Gastroenterologists. Gastroenterologists are doctors with a heavy focus on the gastrointestinal tract and liver. You will see a gastroenterologist if your newborn has issues or health concerns regarding the esophagus, stomach, small intestine, colon, pancreas, liver, etc.

Treatments + equipment

Radiant warmers and incubators. These are used to maintain the body temperature of your newborn. This helps expend the energy so that metabolic heat production is minimized. They’ll keep your infant in a womb-like warmth.

Cardiorespiratory monitor. This is a machine that will be used to check on your infant’s breathing and heart rate. It may also be called a CR monitor, an apnea monitor, or an apnea/bradycardia monitor around the NICU.

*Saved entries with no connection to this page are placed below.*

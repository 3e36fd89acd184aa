//! Slab description of a layered sample.
//!
//! A [`SlabStack`] carries the layer parameters the way they come out of a
//! specular reflectometry fit: one [`Slab`] per layer with a name, SLDs for
//! both neutrons and x-rays, a thickness, and a roughness sigma. Resolving a
//! stack for a given [`Radiation`] turns it into a [`Multilayer`] ready for
//! simulation.

use std::fmt;

use serde::{Deserialize, Serialize};
use tracing::debug;

use crate::error::ModelError;
use crate::layer::{Layer, Multilayer, Roughness};
use crate::material::{Material, Sld};
use crate::sample::Sample;

/// Radiation kind a slab description is resolved for.
#[derive(Debug, Clone, Copy, PartialEq, Eq, Serialize, Deserialize)]
pub enum Radiation {
    /// Use the neutron SLDs.
    Neutron,
    /// Use the x-ray SLDs.
    Xray,
}

/// One slab of a layered sample.
#[derive(Debug, Clone, PartialEq, Serialize, Deserialize)]
pub struct Slab {
    /// Unique name of the slab within its stack.
    pub name: String,
    /// Neutron scattering length density (Å⁻²).
    pub n_sld: Sld,
    /// X-ray scattering length density (Å⁻²).
    pub x_sld: Sld,
    /// Thickness in nm; `0.0` marks a semi-infinite slab.
    pub thickness: f64,
    /// RMS roughness of the top interface in nm; `0.0` means sharp.
    pub sigma: f64,
}

impl Slab {
    /// Create a slab.
    #[must_use]
    pub fn new(name: impl Into<String>, n_sld: Sld, x_sld: Sld, thickness: f64, sigma: f64) -> Self {
        Self {
            name: name.into(),
            n_sld,
            x_sld,
            thickness,
            sigma,
        }
    }

    /// The SLD appropriate for the given radiation.
    #[must_use]
    pub fn sld_for(&self, radiation: Radiation) -> Sld {
        match radiation {
            Radiation::Neutron => self.n_sld,
            Radiation::Xray => self.x_sld,
        }
    }
}

impl fmt::Display for Slab {
    fn fmt(&self, f: &mut fmt::Formatter<'_>) -> fmt::Result {
        write!(
            f,
            "Slab(name='{}', n_sld={}, x_sld={}, thickness={} nm, sigma={} nm)",
            self.name, self.n_sld, self.x_sld, self.thickness, self.sigma
        )
    }
}

/// Layer stack described by slabs, starting with the ambient medium and
/// ending with the substrate.
///
/// The hurst exponent and lateral correlation length are shared by every
/// rough interface in the stack.
#[derive(Debug, Clone, PartialEq, Serialize, Deserialize)]
pub struct SlabStack {
    /// The slabs, ambient first.
    pub slabs: Vec<Slab>,
    /// Hurst exponent for all rough interfaces.
    pub hurst: f64,
    /// Lateral correlation length in nm for all rough interfaces.
    pub corr_length: f64,
}

impl SlabStack {
    /// Default hurst exponent.
    pub const DEFAULT_HURST: f64 = 0.3;
    /// Default lateral correlation length in nm.
    pub const DEFAULT_CORR_LENGTH: f64 = 500.0;

    /// Create a stack with the default roughness parameters.
    #[must_use]
    pub fn new(slabs: Vec<Slab>) -> Self {
        Self {
            slabs,
            hurst: Self::DEFAULT_HURST,
            corr_length: Self::DEFAULT_CORR_LENGTH,
        }
    }

    /// Override the shared roughness parameters.
    #[must_use]
    pub fn with_roughness_params(mut self, hurst: f64, corr_length: f64) -> Self {
        self.hurst = hurst;
        self.corr_length = corr_length;
        self
    }

    /// Check the stack invariants: at least ambient and substrate, and
    /// unique slab names.
    ///
    /// # Errors
    ///
    /// Returns [`ModelError::TooFewSlabs`] or [`ModelError::DuplicateSlabName`].
    pub fn validate(&self) -> Result<(), ModelError> {
        if self.slabs.len() < 2 {
            return Err(ModelError::TooFewSlabs(self.slabs.len()));
        }
        let mut seen: Vec<&str> = Vec::with_capacity(self.slabs.len());
        for slab in &self.slabs {
            if seen.contains(&slab.name.as_str()) {
                return Err(ModelError::DuplicateSlabName(slab.name.clone()));
            }
            seen.push(&slab.name);
        }
        Ok(())
    }

    /// Resolve the slabs into layers for the given radiation.
    ///
    /// Each slab becomes a layer of its named material; slabs with
    /// `sigma > 0` get a top-interface roughness built from the stack's
    /// shared hurst/correlation parameters.
    ///
    /// # Errors
    ///
    /// Fails when [`validate`](Self::validate) fails.
    pub fn resolve_layers(&self, radiation: Radiation) -> Result<Vec<Layer>, ModelError> {
        self.validate()?;
        let mut output = Vec::with_capacity(self.slabs.len());
        for slab in &self.slabs {
            let sld = slab.sld_for(radiation);
            let material = Material::by_sld(slab.name.clone(), sld.re, sld.im);
            let mut layer = if slab.thickness == 0.0 {
                Layer::semi_infinite(material)
            } else {
                Layer::new(material, slab.thickness)
            };
            if slab.sigma != 0.0 {
                layer = layer.with_roughness(Roughness::new(slab.sigma, self.hurst, self.corr_length));
            }
            output.push(layer);
        }
        debug!(slabs = output.len(), radiation = ?radiation, "resolved slab stack");
        Ok(output)
    }

    /// Append the resolved layers to an existing multilayer.
    ///
    /// # Errors
    ///
    /// Fails when [`validate`](Self::validate) fails.
    pub fn add_to(&self, multilayer: &mut Multilayer, radiation: Radiation) -> Result<(), ModelError> {
        for layer in self.resolve_layers(radiation)? {
            multilayer.add_layer(layer);
        }
        Ok(())
    }

    /// Build a multilayer from this stack alone.
    ///
    /// # Errors
    ///
    /// Fails when [`validate`](Self::validate) fails.
    pub fn to_multilayer(&self, radiation: Radiation) -> Result<Multilayer, ModelError> {
        let mut multilayer = Multilayer::new();
        self.add_to(&mut multilayer, radiation)?;
        Ok(multilayer)
    }
}

impl fmt::Display for SlabStack {
    fn fmt(&self, f: &mut fmt::Formatter<'_>) -> fmt::Result {
        writeln!(f, "SlabStack(")?;
        writeln!(f, "    slabs=[")?;
        for slab in &self.slabs {
            writeln!(
                f,
                "        Slab({:>16}, {:>20}, {:>20}, {:>10} nm, {:>10} nm),",
                format!("'{}'", slab.name),
                slab.n_sld.to_string(),
                slab.x_sld.to_string(),
                slab.thickness,
                slab.sigma
            )?;
        }
        write!(
            f,
            "    ], hurst={}, corr_length={} nm)",
            self.hurst, self.corr_length
        )
    }
}

/// A [`Sample`] backed by a slab description.
#[derive(Debug, Clone, PartialEq, Serialize, Deserialize)]
pub struct SlabSample {
    /// The slab stack describing the layers.
    pub stack: SlabStack,
    /// Which SLD set to resolve with.
    pub radiation: Radiation,
}

impl SlabSample {
    /// Create a slab-backed sample.
    #[must_use]
    pub fn new(stack: SlabStack, radiation: Radiation) -> Self {
        Self { stack, radiation }
    }
}

impl Sample for SlabSample {
    fn multilayer(&self) -> Result<Multilayer, ModelError> {
        self.stack.to_multilayer(self.radiation)
    }
}

#[cfg(test)]
mod tests {
    use super::*;

    fn example_stack() -> SlabStack {
        SlabStack::new(vec![
            Slab::new("ambient", Sld::ZERO, Sld::ZERO, 0.0, 0.0),
            Slab::new("layer1", Sld::new(3e-6, 0.0), Sld::new(2.0e-5, 3e-8), 8.0, 0.6),
            Slab::new("layer2", Sld::new(5e-6, 0.0), Sld::new(2.3e-5, 3e-8), 12.0, 0.0),
            Slab::new("substrate", Sld::new(2e-6, 0.0), Sld::new(4e-5, 3e-8), 0.0, 1.1),
        ])
    }

    #[test]
    fn test_validate_requires_two_slabs() {
        let stack = SlabStack::new(vec![Slab::new("only", Sld::ZERO, Sld::ZERO, 0.0, 0.0)]);
        assert_eq!(stack.validate(), Err(ModelError::TooFewSlabs(1)));
    }

    #[test]
    fn test_validate_rejects_duplicate_names() {
        let stack = SlabStack::new(vec![
            Slab::new("ambient", Sld::ZERO, Sld::ZERO, 0.0, 0.0),
            Slab::new("film", Sld::new(3e-6, 0.0), Sld::ZERO, 8.0, 0.0),
            Slab::new("film", Sld::new(5e-6, 0.0), Sld::ZERO, 4.0, 0.0),
        ]);
        assert_eq!(
            stack.validate(),
            Err(ModelError::DuplicateSlabName("film".to_string()))
        );
    }

    #[test]
    fn test_resolve_selects_neutron_sld() {
        let layers = example_stack().resolve_layers(Radiation::Neutron).unwrap();
        match layers[1].material.kind {
            crate::material::MaterialKind::Sld(sld) => assert_eq!(sld.re, 3e-6),
            _ => panic!("expected SLD material"),
        }
    }

    #[test]
    fn test_resolve_selects_xray_sld() {
        let layers = example_stack().resolve_layers(Radiation::Xray).unwrap();
        match layers[1].material.kind {
            crate::material::MaterialKind::Sld(sld) => {
                assert_eq!(sld.re, 2.0e-5);
                assert_eq!(sld.im, 3e-8);
            }
            _ => panic!("expected SLD material"),
        }
    }

    #[test]
    fn test_resolve_marks_zero_thickness_semi_infinite() {
        let layers = example_stack().resolve_layers(Radiation::Neutron).unwrap();
        assert_eq!(layers[0].thickness, 0.0);
        assert_eq!(layers[1].thickness, 8.0);
        assert_eq!(layers[3].thickness, 0.0);
    }

    #[test]
    fn test_resolve_attaches_roughness_only_for_nonzero_sigma() {
        let layers = example_stack().resolve_layers(Radiation::Neutron).unwrap();
        assert!(layers[0].roughness.is_none());
        assert_eq!(
            layers[1].roughness,
            Some(Roughness::new(0.6, SlabStack::DEFAULT_HURST, SlabStack::DEFAULT_CORR_LENGTH))
        );
        assert!(layers[2].roughness.is_none());
        assert!(layers[3].roughness.is_some());
    }

    #[test]
    fn test_roughness_params_shared_from_stack() {
        let stack = example_stack().with_roughness_params(0.8, 250.0);
        let layers = stack.resolve_layers(Radiation::Neutron).unwrap();
        let roughness = layers[1].roughness.unwrap();
        assert_eq!(roughness.hurst, 0.8);
        assert_eq!(roughness.corr_length, 250.0);
    }

    #[test]
    fn test_slab_sample_builds_multilayer() {
        let sample = SlabSample::new(example_stack(), Radiation::Neutron);
        let ml = sample.multilayer().unwrap();
        assert_eq!(ml.len(), 4);
        assert!(sample.use_average_materials());
    }

    #[test]
    fn test_display_lists_every_slab() {
        let text = example_stack().to_string();
        assert!(text.contains("'ambient'"));
        assert!(text.contains("'substrate'"));
        assert!(text.contains("hurst=0.3"));
        assert!(text.contains("corr_length=500 nm"));
    }

    #[test]
    fn test_serialization_roundtrip() {
        let stack = example_stack();
        let bytes = rmp_serde::to_vec(&stack).unwrap();
        let restored: SlabStack = rmp_serde::from_slice(&bytes).unwrap();
        assert_eq!(stack, restored);
    }
}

Pulse Oximeter. This is a small sensor that looks like a small bandage that can be wrapped around your newborn’s foot to measure breathing. It can also be called a Pulse Ox.

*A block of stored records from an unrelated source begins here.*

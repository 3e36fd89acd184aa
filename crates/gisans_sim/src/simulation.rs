//! Simulation assembly and post-processing.

use gisans_instrument::{Distribution1D, Experiment, RectangularDetector};
use gisans_model::{Multilayer, Sample};
use serde::{Deserialize, Serialize};
use tracing::debug;

use crate::beam::{Beam, Direction};
use crate::error::SimError;
use crate::map::{IntensityMap, PixelRect};
use crate::options::{AxisResolution, PolarizationOptions, PolarizationState, ResolutionOptions};
use crate::result::SimulationResult;
use crate::smear::{self, Axis};

/// The beam parameter an instrument resolution acts on.
#[derive(Debug, Clone, Copy, PartialEq, Eq, Serialize, Deserialize)]
pub enum DistributionTarget {
    /// Incident wavelength.
    BeamWavelength,
    /// Angle of incidence on the sample.
    BeamInclinationAngle,
    /// Azimuthal angle within the sample plane.
    BeamAzimuthalAngle,
}

impl DistributionTarget {
    /// Parameter path understood by the scattering engine.
    #[must_use]
    pub fn path(&self) -> &'static str {
        match self {
            DistributionTarget::BeamWavelength => "*/Beam/Wavelength",
            DistributionTarget::BeamInclinationAngle => "*/Beam/InclinationAngle",
            DistributionTarget::BeamAzimuthalAngle => "*/Beam/AzimuthalAngle",
        }
    }
}

/// A beam parameter distribution sampled into weighted sub-simulations.
#[derive(Debug, Clone, Copy, PartialEq, Serialize, Deserialize)]
pub struct ParameterDistribution {
    /// The parameter the distribution applies to.
    pub target: DistributionTarget,
    /// The distribution over that parameter.
    pub distribution: Distribution1D,
    /// Number of samples drawn from the distribution.
    pub n_samples: u32,
}

/// A beam parameter distribution applied as a detector-space smear instead
/// of sub-simulations.
#[derive(Debug, Clone, Copy, PartialEq, Serialize, Deserialize)]
pub struct FastAxis {
    /// The parameter the distribution applies to.
    pub target: DistributionTarget,
    /// The distribution over that parameter.
    pub distribution: Distribution1D,
}

/// Engine switches carried alongside the physical description.
#[derive(Debug, Clone, Copy, PartialEq, Eq, Serialize, Deserialize)]
pub struct SimulationOptions {
    /// Keep the specular peak in the detector image.
    pub include_specular: bool,
    /// Average out particle materials into their layers.
    pub use_average_materials: bool,
}

/// One concrete beam setting of the sampling plan, with its weight in the
/// final image.
#[derive(Debug, Clone, Copy, PartialEq, Serialize, Deserialize)]
pub struct BeamVariant {
    /// Wavelength (nm).
    pub wavelength: f64,
    /// Inclination angle (rad).
    pub alpha: f64,
    /// Azimuthal angle (rad).
    pub phi: f64,
    /// Weight of this variant; weights of a plan sum to one.
    pub weight: f64,
}

/// A complete, serializable description of one GISANS measurement.
///
/// Everything the scattering engine needs is in here: the nominal beam, the
/// detector geometry, the resolved sample multilayer, and the resolution
/// treatment. [`sampling_plan`](Self::sampling_plan) expands the binned
/// distributions into weighted beam variants for the engine to run;
/// [`postprocess`](Self::postprocess) turns the summed raw image into a
/// [`SimulationResult`].
#[derive(Debug, Clone, PartialEq, Serialize, Deserialize)]
pub struct ScatteringSimulation {
    /// Nominal incident beam.
    pub beam: Beam,
    /// Detector geometry.
    pub detector: RectangularDetector,
    /// Resolved sample multilayer.
    pub sample: Multilayer,
    /// Beam parameter distributions run as sub-simulations.
    pub distributions: Vec<ParameterDistribution>,
    /// Beam parameter distributions applied as detector-space smears.
    pub fast_axes: Vec<FastAxis>,
    /// Constant background added to every pixel, when present.
    pub background: Option<f64>,
    /// Detector region kept in the result.
    pub region_of_interest: Option<PixelRect>,
    /// Detector regions zeroed in the result.
    pub masks: Vec<PixelRect>,
    /// Polarization state of a polarized measurement.
    pub polarization: Option<PolarizationState>,
    /// Engine switches.
    pub options: SimulationOptions,
}

impl ScatteringSimulation {
    /// Expand the binned distributions into weighted beam variants.
    ///
    /// The plan is the cartesian product of all distribution samples applied
    /// to the nominal beam; without distributions it is the nominal beam
    /// alone with weight one.
    #[must_use]
    pub fn sampling_plan(&self) -> Vec<BeamVariant> {
        let mut variants = vec![BeamVariant {
            wavelength: self.beam.wavelength,
            alpha: self.beam.direction.alpha,
            phi: self.beam.direction.phi,
            weight: 1.0,
        }];
        for dist in &self.distributions {
            let samples = dist.distribution.sample(dist.n_samples);
            if samples.is_empty() {
                continue;
            }
            let mut next = Vec::with_capacity(variants.len() * samples.len());
            for variant in &variants {
                for sample in &samples {
                    let mut expanded = *variant;
                    expanded.weight *= sample.weight;
                    match dist.target {
                        DistributionTarget::BeamWavelength => expanded.wavelength = sample.value,
                        DistributionTarget::BeamInclinationAngle => expanded.alpha = sample.value,
                        DistributionTarget::BeamAzimuthalAngle => expanded.phi = sample.value,
                    }
                    next.push(expanded);
                }
            }
            variants = next;
        }
        variants
    }

    /// Post-process the raw detector image produced by the engine.
    ///
    /// Applies the fast smears in their stored order, then the background,
    /// the masks, and finally the region of interest.
    ///
    /// # Errors
    ///
    /// Returns [`SimError::DimensionMismatch`] when the image does not match
    /// the detector grid and [`SimError::InvalidRoi`] when the region of
    /// interest is empty or exceeds it.
    pub fn postprocess(&self, raw: IntensityMap) -> Result<SimulationResult, SimError> {
        let detector = self.detector;
        if raw.n_x() != detector.n_x || raw.n_y() != detector.n_y {
            return Err(SimError::DimensionMismatch {
                expected_x: detector.n_x,
                expected_y: detector.n_y,
                got_x: raw.n_x(),
                got_y: raw.n_y(),
            });
        }

        let mut map = raw;
        for fast in &self.fast_axes {
            map = match fast.target {
                DistributionTarget::BeamWavelength => smear::wavelength_rescale(
                    &map,
                    &detector,
                    &fast.distribution,
                    self.beam.wavelength,
                ),
                DistributionTarget::BeamInclinationAngle => {
                    let kernel = smear::angular_kernel(
                        &detector,
                        &fast.distribution,
                        fast.distribution.center(),
                        Axis::Vertical,
                    );
                    smear::convolve(&map, &kernel, Axis::Vertical)
                }
                DistributionTarget::BeamAzimuthalAngle => {
                    let kernel = smear::angular_kernel(
                        &detector,
                        &fast.distribution,
                        fast.distribution.center(),
                        Axis::Horizontal,
                    );
                    smear::convolve(&map, &kernel, Axis::Horizontal)
                }
            };
        }

        if let Some(background) = self.background {
            map.add_constant(background);
        }
        for mask in &self.masks {
            map.zero_rect(*mask);
        }
        let origin = match self.region_of_interest {
            Some(roi) => {
                map = map.crop(roi)?;
                (roi.x0, roi.y0)
            }
            None => (0, 0),
        };
        Ok(SimulationResult::from_detector(
            map, &detector, &self.beam, origin,
        ))
    }
}

/// Combines a sample with an experiment and assembles simulation
/// descriptions from them.
#[derive(Debug, Clone)]
pub struct Simulation<S, E> {
    sample: S,
    experiment: E,
    include_specular: bool,
    polarization: Option<PolarizationOptions>,
    region_of_interest: Option<PixelRect>,
    masks: Vec<PixelRect>,
}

Continuous Positive Airway Pressure (CPAP). This is a type of respiratory ventilation that is used for newborn infants who are struggling with respiratory failure. It will deliver a stream of compressed air via a hose so that unobstructed breathing becomes possible.

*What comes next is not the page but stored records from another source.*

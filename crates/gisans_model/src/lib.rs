//! # gisans_model
//!
//! Sample models for the GISANS toolkit. A sample is described either
//! directly as a [`Multilayer`] of materials and particle layouts, or through
//! the higher-level slab description ([`SlabStack`]) that mirrors how layer
//! parameters come out of specular reflectometry fits.
//!
//! All lengths are in nanometres and all angles in radians (the workspace
//! convention); scattering length densities are carried verbatim in Å⁻².

pub mod error;
pub mod layer;
pub mod layout;
pub mod material;
pub mod sample;
pub mod slab;

pub use error::ModelError;
pub use layer::{Layer, Multilayer, Roughness};
pub use layout::{DecayFunction2D, FormFactor, Interference, Lattice2D, Particle, ParticleLayout};
pub use material::{Material, MaterialKind, Sld};
pub use sample::Sample;
pub use slab::{Radiation, Slab, SlabSample, SlabStack};
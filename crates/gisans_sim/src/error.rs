//! Simulation-layer error types.

use gisans_model::ModelError;

/// Errors that can occur while assembling or post-processing a simulation.
#[derive(Debug, thiserror::Error)]
pub enum SimError {
    /// The sample failed to resolve into a multilayer.
    #[error("sample model error: {0}")]
    Model(#[from] ModelError),

    /// An intensity map does not match the detector pixel grid.
    #[error("intensity map is {got_x}x{got_y} pixels, detector expects {expected_x}x{expected_y}")]
    DimensionMismatch {
        /// Expected horizontal pixel count.
        expected_x: u32,
        /// Expected vertical pixel count.
        expected_y: u32,
        /// Actual horizontal pixel count.
        got_x: u32,
        /// Actual vertical pixel count.
        got_y: u32,
    },

    /// Raw data length does not match the requested map dimensions.
    #[error("intensity data of length {len} cannot fill a {n_x}x{n_y} map")]
    DataLength {
        /// Number of values supplied.
        len: usize,
        /// Requested horizontal pixel count.
        n_x: u32,
        /// Requested vertical pixel count.
        n_y: u32,
    },

    /// The region of interest is empty or exceeds the detector area.
    #[error("region of interest is empty or exceeds the detector area")]
    InvalidRoi,

    /// Failed to encode a value to MessagePack.
    #[error("failed to encode: {0}")]
    Encode(#[from] rmp_serde::encode::Error),

    /// Failed to decode a value from MessagePack.
    #[error("failed to decode: {0}")]
    Decode(#[from] rmp_serde::decode::Error),

    /// An I/O error while writing exported data.
    #[error("i/o error: {0}")]
    Io(#[from] std::io::Error),
}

Intravenous Line (IV). If your little one is too small or sick to take feedings, medications and fluids can be given through veins or arteries. The IV can be placed in the hand, foot or scalp, where the veins are most easily accessed. A bag that contains fluids is connected to the baby through an IV — necessary fluids are carefully delivered and monitored.

Orogastric and nasogastric tubes. These are used for decompression and feeding for newborns in the NICU. They are used as one of the most common nursing procedures and are important for the wellbeing and growth of a critically ill infant.  

Be gentle with yourself

When your little one is in the NICU, it can be so hard not to feel down, frustrated, or discouraged. But there’s always hope. Be gentle with yourself, try to remain positive, and use these ideas to make this tough time a little easier on you: 

  • Be an active participant. As soon as you’re able and allowed, make an effort to be active in your little one’s care. Learning early on exactly what’s going on and how you can play a part can help you bond with your little one and feel like a mother. Plus, it’ll make you feel more confident once it’s time for baby to come home.
  • Ask questions. Seriously, mama! If anything doesn’t make sense or you have any concerns, ask questions. You and your doctors are all on the same team and part of their job is to educate you and put you at ease.
  • Bond with your staff. You’ll be spending a lot of time with the NICU staff, so building a relationship with them can make this time more enjoyable for you. Form a bond, ask questions, and enjoy their company — they can act as a pretty great support system in your time of need.
  • Encourage visitors. Depending on your little one’s health and wellbeing, there will definitely be limits on who can visit and how many visitors you can have.  However, once you’re allowed to have visitors, make sure you’re encouraging people to come by in small doses. While you may be absolutely exhausted, the sight of familiar faces may raise your spirits almost immediately.
  • Bring items from home. If your family is staying in the NICU, having some comforting items from your home will make everything seem a little more familiar. Grab some blankets, a pillow or two, even frames or books from your home to help make the NICU feel a little more like home.Be an active participant. As soon as you’re able and allowed, make an effort to be active in your little one’s care. Learning early on exactly what’s going on and where you can play a part can help you bond with your little one, feel like a mother and feel more confident once it’s time for baby to come home.

We know the NICU isn’t part of any parent’s plans, but try to remember that the NICU is the BEST place for you and your baby. And lastly, remember that you’re not alone. Reach out to other NICU moms — their support and immediate bond with you will be something you’ll cherish for years to come. And remember, we are ALWAYS here to support you, too!